▶ **Problem details**
Retyping the data exactly is the task. Include every line.

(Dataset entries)
☆ ☆ ☆ ☆
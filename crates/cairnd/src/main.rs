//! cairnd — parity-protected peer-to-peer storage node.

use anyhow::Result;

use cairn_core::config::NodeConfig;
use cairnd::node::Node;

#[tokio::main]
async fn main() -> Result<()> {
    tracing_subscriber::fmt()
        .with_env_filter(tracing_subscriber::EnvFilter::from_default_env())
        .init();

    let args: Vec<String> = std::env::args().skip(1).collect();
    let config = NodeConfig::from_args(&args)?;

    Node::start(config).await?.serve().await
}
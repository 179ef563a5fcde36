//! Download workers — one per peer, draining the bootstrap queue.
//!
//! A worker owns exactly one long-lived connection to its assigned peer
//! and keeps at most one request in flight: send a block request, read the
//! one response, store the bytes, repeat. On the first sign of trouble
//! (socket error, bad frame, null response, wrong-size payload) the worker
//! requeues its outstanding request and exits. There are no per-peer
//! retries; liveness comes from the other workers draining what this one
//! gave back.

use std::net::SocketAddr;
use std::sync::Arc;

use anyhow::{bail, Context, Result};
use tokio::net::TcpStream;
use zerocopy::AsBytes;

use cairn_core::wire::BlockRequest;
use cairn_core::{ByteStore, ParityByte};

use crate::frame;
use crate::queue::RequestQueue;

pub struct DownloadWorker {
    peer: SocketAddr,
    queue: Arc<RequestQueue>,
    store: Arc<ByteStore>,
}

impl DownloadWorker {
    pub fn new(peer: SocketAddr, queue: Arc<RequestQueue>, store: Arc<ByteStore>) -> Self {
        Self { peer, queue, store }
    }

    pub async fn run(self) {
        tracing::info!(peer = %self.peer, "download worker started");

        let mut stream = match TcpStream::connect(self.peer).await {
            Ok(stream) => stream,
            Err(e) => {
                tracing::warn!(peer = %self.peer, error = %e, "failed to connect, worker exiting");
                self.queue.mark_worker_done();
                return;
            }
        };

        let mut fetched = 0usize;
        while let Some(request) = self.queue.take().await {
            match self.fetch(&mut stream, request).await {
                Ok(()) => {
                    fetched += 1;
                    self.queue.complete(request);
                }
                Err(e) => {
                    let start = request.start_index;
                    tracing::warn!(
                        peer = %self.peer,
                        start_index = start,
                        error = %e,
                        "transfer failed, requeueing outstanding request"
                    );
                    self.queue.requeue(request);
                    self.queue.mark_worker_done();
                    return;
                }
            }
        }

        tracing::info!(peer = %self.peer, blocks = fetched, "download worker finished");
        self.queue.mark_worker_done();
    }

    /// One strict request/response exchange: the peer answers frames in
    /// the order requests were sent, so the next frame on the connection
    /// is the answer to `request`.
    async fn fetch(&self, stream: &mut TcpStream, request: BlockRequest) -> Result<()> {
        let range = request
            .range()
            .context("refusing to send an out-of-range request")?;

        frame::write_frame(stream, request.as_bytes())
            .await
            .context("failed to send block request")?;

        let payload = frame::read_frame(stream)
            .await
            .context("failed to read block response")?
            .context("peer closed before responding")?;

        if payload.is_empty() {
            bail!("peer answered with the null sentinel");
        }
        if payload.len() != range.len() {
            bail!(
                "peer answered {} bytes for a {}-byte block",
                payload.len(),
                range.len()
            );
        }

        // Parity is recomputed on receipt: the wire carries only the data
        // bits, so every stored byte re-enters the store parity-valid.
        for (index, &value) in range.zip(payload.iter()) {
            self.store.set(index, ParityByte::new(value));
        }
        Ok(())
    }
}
☆ ☆ ☆ ☆
▶ **Solution to this problem**
filename crates/cairnd/src/main.rs
//! cairnd — parity-protected peer-to-peer storage node.

use anyhow::Result;

use cairn_core::config::NodeConfig;
use cairnd::node::Node;

#[tokio::main]
async fn main() -> Result<()> {
    tracing_subscriber::fmt()
        .with_env_filter(tracing_subscriber::EnvFilter::from_default_env())
        .init();

    let args: Vec<String> = std::env::args().skip(1).collect();
    let config = NodeConfig::from_args(&args)?;

    Node::start(config).await?.serve().await
}
repository 179ef563a5fcde36
//! Download workers — one per peer, draining the bootstrap queue.
//!
//! A worker owns exactly one long-lived connection to its assigned peer
//! and keeps at most one request in flight: send a block request, read the
//! one response, store the bytes, repeat. On the first sign of trouble
//! (socket error, bad frame, null response, wrong-size payload) the worker
//! requeues its outstanding request and exits. There are no per-peer
//! retries; liveness comes from the other workers draining what this one
//! gave back.

use std::net::SocketAddr;
use std::sync::Arc;

use anyhow::{bail, Context, Result};
use tokio::net::TcpStream;
use zerocopy::AsBytes;

use cairn_core::wire::BlockRequest;
use cairn_core::{ByteStore, ParityByte};

use crate::frame;
use crate::queue::RequestQueue;

pub struct DownloadWorker {
    peer: SocketAddr,
    queue: Arc<RequestQueue>,
    store: Arc<ByteStore>,
}

impl DownloadWorker {
    pub fn new(peer: SocketAddr, queue: Arc<RequestQueue>, store: Arc<ByteStore>) -> Self {
        Self { peer, queue, store }
    }

    pub async fn run(self) {
        tracing::info!(peer = %self.peer, "download worker started");

        let mut stream = match TcpStream::connect(self.peer).await {
            Ok(stream) => stream,
            Err(e) => {
                tracing::warn!(peer = %self.peer, error = %e, "failed to connect, worker exiting");
                self.queue.mark_worker_done();
                return;
            }
        };

        let mut fetched = 0usize;
        while let Some(request) = self.queue.take().await {
            match self.fetch(&mut stream, request).await {
                Ok(()) => {
                    fetched += 1;
                    self.queue.complete(request);
                }
                Err(e) => {
                    let start = request.start_index;
                    tracing::warn!(
                        peer = %self.peer,
                        start_index = start,
                        error = %e,
                        "transfer failed, requeueing outstanding request"
                    );
                    self.queue.requeue(request);
                    self.queue.mark_worker_done();
                    return;
                }
            }
        }

        tracing::info!(peer = %self.peer, blocks = fetched, "download worker finished");
        self.queue.mark_worker_done();
    }

    /// One strict request/response exchange: the peer answers frames in
    /// the order requests were sent, so the next frame on the connection
    /// is the answer to `request`.
    async fn fetch(&self, stream: &mut TcpStream, request: BlockRequest) -> Result<()> {
        let range = request
            .range()
            .context("refusing to send an out-of-range request")?;

        frame::write_frame(stream, request.as_bytes())
            .await
            .context("failed to send block request")?;

        let payload = frame::read_frame(stream)
            .await
            .context("failed to read block response")?
            .context("peer closed before responding")?;

        if payload.is_empty() {
            bail!("peer answered with the null sentinel");
        }
        if payload.len() != range.len() {
            bail!(
                "peer answered {} bytes for a {}-byte block",
                payload.len(),
                range.len()
            );
        }

        // Parity is recomputed on receipt: the wire carries only the data
        // bits, so every stored byte re-enters the store parity-valid.
        for (index, &value) in range.zip(payload.iter()) {
            self.store.set(index, ParityByte::new(value));
        }
        Ok(())
    }
}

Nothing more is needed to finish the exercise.